The Skeletal Remains from Khirbat Umm Leisun, Jerusalem
Keywords: Jerusalem, Byzantine period, anthropology, monastery, population, demography
At least 24 individuals were found in the crypt of the Byzantine monastery at Umm Leisun. In the large grave with the inscribed tombstone, only one old male individual was interred, while two to four individuals were identified in each of the other graves. All the adults whose sex could be determined were males, a phenomenon typical of monasteries. Thus, the skeletal finds at the site seem to be a faithful representation of the death pattern of a monastic population.
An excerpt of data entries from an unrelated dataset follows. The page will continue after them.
//! Main Entrypoint for the Lingo API Service
//!
//! This binary is responsible for:
//! 1. Loading configuration from the environment.
//! 2. Initializing the database connection pool and running migrations.
//! 3. Loading prompts and building the language model gateway.
//! 4. Constructing the Axum router and applying middleware.
//! 5. Starting the web server and handling graceful shutdown.

use anyhow::Context;
use async_openai::config::OpenAIConfig;
use lingo_api::{config::Config, db::Db, router::create_router, state::AppState};
use lingo_core::{gateway::OpenAICompatibleGateway, prompts::Prompts};
use sqlx::PgPool;
use std::{net::SocketAddr, sync::Arc};
use tower_http::cors::{Any, CorsLayer};
use tracing::{error, info};

/// Listens for the `Ctrl+C` signal to gracefully shut down the server.
async fn shutdown_signal() {
    if let Err(e) = tokio::signal::ctrl_c().await {
        error!("Failed to install Ctrl+C handler: {}", e);
        return;
    }
    info!("Received shutdown signal. Shutting down gracefully...");
}

#[tokio::main]
async fn main() -> anyhow::Result<()> {
    // --- 1. Load Configuration ---
    let config = Config::from_env().context("Failed to load configuration")?;

    // --- 2. Initialize Logging ---
    tracing_subscriber::fmt()
        .with_max_level(config.log_level)
        .with_timer(tracing_subscriber::fmt::time::ChronoLocal::rfc_3339())
        .init();
    info!("Configuration loaded. Initializing application state...");

    // --- 3. Initialize Database ---
    let pool = PgPool::connect(&config.database_url)
        .await
        .context("Failed to connect to database")?;
    let db = Arc::new(Db::new(pool));
    db.run_migrations()
        .await
        .context("Failed to run database migrations")?;
    info!("Database connection established and migrations are up-to-date.");

    // --- 4. Initialize the Language Model Gateway ---
    let prompts = Prompts::load(&config.prompts_path).with_context(|| {
        format!(
            "Failed to load prompts from {}",
            config.prompts_path.display()
        )
    })?;
    let api_key = config
        .api_key()
        .context("No API key configured for the selected provider")?;
    let openai_config = OpenAIConfig::new()
        .with_api_key(api_key)
        .with_api_base(config.provider.api_base());
    let gateway = Arc::new(OpenAICompatibleGateway::new(
        openai_config,
        config.chat_model.clone(),
        prompts,
    ));

    let app_state = Arc::new(AppState::new(db, gateway, config.clone()));

    // --- 5. Create Router and Apply Middleware ---
    let cors = CorsLayer::new()
        .allow_origin(Any)
        .allow_methods(Any)
        .allow_headers(Any);

    let app = create_router(app_state).layer(cors);

    // --- 6. Start Server ---
    info!(
        provider = ?config.provider,
        model = %config.chat_model,
        bind_address = %config.bind_address,
        "Service configured. Starting server..."
    );
    let listener = tokio::net::TcpListener::bind(config.bind_address).await?;

    axum::serve(
        listener,
        app.into_make_service_with_connect_info::<SocketAddr>(),
    )
    .with_graceful_shutdown(shutdown_signal())
    .await?;

    info!("Server has shut down.");
    Ok(())
}
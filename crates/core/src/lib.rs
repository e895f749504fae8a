//! Lingo Core
//!
//! Everything that talks to the language model and does not depend on
//! storage: the structured response contracts, the gateway that requests
//! them, prompt loading, the turn state machine and the weakness profile.

pub mod contract;
pub mod gateway;
pub mod prompts;
pub mod turn;
pub mod weakness;
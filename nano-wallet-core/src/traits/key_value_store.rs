//! Persisted key/value state abstract Trait

use async_trait::async_trait;
use std::collections::HashMap;
use std::sync::Arc;
use tokio::sync::RwLock;

use crate::error::CoreResult;

/// Keys the core reads and writes
pub mod keys {
    /// Last custom node address
    pub const ADDRESS: &str = "address";
    /// Last network index
    pub const NETWORK: &str = "network";
    /// Developer flag: submit the pre-filled passphrase automatically
    pub const AUTOLOGIN: &str = "autologin";
    /// Developer passphrase used by the pre-fill
    pub const LOGIN_KEY: &str = "loginKey";
}

/// Key/value store Trait
///
/// Platform implementation:
/// - App: `JsonFileStore` (JSON file in the config directory)
/// - Tests and ephemeral sessions: `InMemoryKeyValueStore`
#[async_trait]
pub trait KeyValueStore: Send + Sync {
    /// Read a value
    ///
    /// # Returns
    /// * `Ok(Some(value))` - the key exists
    /// * `Ok(None)` - the key is absent
    async fn get(&self, key: &str) -> CoreResult<Option<String>>;

    /// Write a value
    async fn set(&self, key: &str, value: &str) -> CoreResult<()>;
}

/// In-memory key/value store
#[derive(Clone, Default)]
pub struct InMemoryKeyValueStore {
    entries: Arc<RwLock<HashMap<String, String>>>,
}

impl InMemoryKeyValueStore {
    #[must_use]
    pub fn new() -> Self {
        Self::default()
    }
}

#[async_trait]
impl KeyValueStore for InMemoryKeyValueStore {
    async fn get(&self, key: &str) -> CoreResult<Option<String>> {
        Ok(self.entries.read().await.get(key).cloned())
    }

    async fn set(&self, key: &str, value: &str) -> CoreResult<()> {
        self.entries
            .write()
            .await
            .insert(key.to_string(), value.to_string());
        Ok(())
    }
}
//! Translation keys
//!
//! Keys are the English source strings; `{{name}}` marks an interpolation slot.

// ============================================================================
// Networks
// ============================================================================

pub const MAINNET: &str = "Mainnet";
pub const TESTNET: &str = "Testnet";
pub const CUSTOM_NODE: &str = "Custom Node";

// ============================================================================
// Login form
// ============================================================================

pub const URL_INVALID: &str = "URL is invalid";
pub const PASSPHRASE_WORD_COUNT: &str =
    "Passphrase should have 12 words, entered passphrase has {{length}}";
pub const PASSPHRASE_UPPERCASE: &str = "Passphrase contains uppercase letters";
pub const PASSPHRASE_INVALID: &str = "Passphrase is not valid";

// ============================================================================
// Send flow
// ============================================================================

pub const INSUFFICIENT_FUNDS: &str = "Insufficient funds";
pub const INVALID_ADDRESS: &str = "Invalid address";
pub const INVALID_AMOUNT: &str = "Invalid amount";
pub const PASSPHRASE_MISMATCH: &str = "Entered passphrase does not belong to the active account";
pub const SEND_SUCCESS: &str = "Transaction is being processed and will be confirmed. It may take up to 15 minutes to be secured in the blockchain.";
pub const SEND_FAILURE: &str = "An error occurred while creating the transaction.";

// ============================================================================
// Transaction filters
// ============================================================================

pub const FILTER_ALL: &str = "All";
pub const FILTER_INCOMING: &str = "Incoming";
pub const FILTER_OUTGOING: &str = "Outgoing";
A Late Byzantine Industrial Quarter and Early Islamic-Period Finds at Horbat Be’er Shema‘
Tali Erickson-Gini, Benjamin J. Dolinka and Larissa Shilov
Keywords: ancient sources, Justinian Plague, Islamic conquest, wine production, screw press, numismatics, bronze coins, pottery kiln, economy, church, industry
Nine areas were excavated (Areas A–H, N). In the Byzantine period (fifth–early seventh centuries CE), the western perimeter of the site served as an industrial quarter containing a large winepress of the ‘four-square’ type, a building for storing jars and at least one structure with an underground cellar. A meager occupation occurred during the Early Islamic period (eighth–ninth centuries CE) in new areas of the site. The site was resettled after 1900 by Egyptian fellahin, who exploited the high water table for agricultural purposes; mud-brick structures had survived from this period. Most of the ceramic vessels from the excavation date to the Byzantine period and include a relatively large number of broken storage jars—mainly bag-shaped jars and Gaza wine jars. It is suggested that the storage jars were produced in a nearby kiln; this assumption is further supported by the presence of kiln wasters scattered over the surface of the site. The small finds from the Byzantine period include fragments of glass vessels, a bronze spatula, iron nails, a seashell and a bone-shaped object carved from stone. From the Islamic period were found glazed pottery bowls, a decorated piece of a marble vessel and a sherd from a large storage jar bearing the name Allah in Arabic, a cylindrical flask and two metal weights. The finds from the twentieth century comprise Black Gaza Ware and part of a wooden and metal antilliya box.
Magnetic Prospecting of Archaeological Targets at Horbat Be’er Shema‘
The magnetic study at Horbat Be’er Shema‘ revealed several anomalies, which pointed to the existence of a rectangular building at the site. The displacement of magnetic anomalies aided the archaeologists in choosing the location of their test excavation.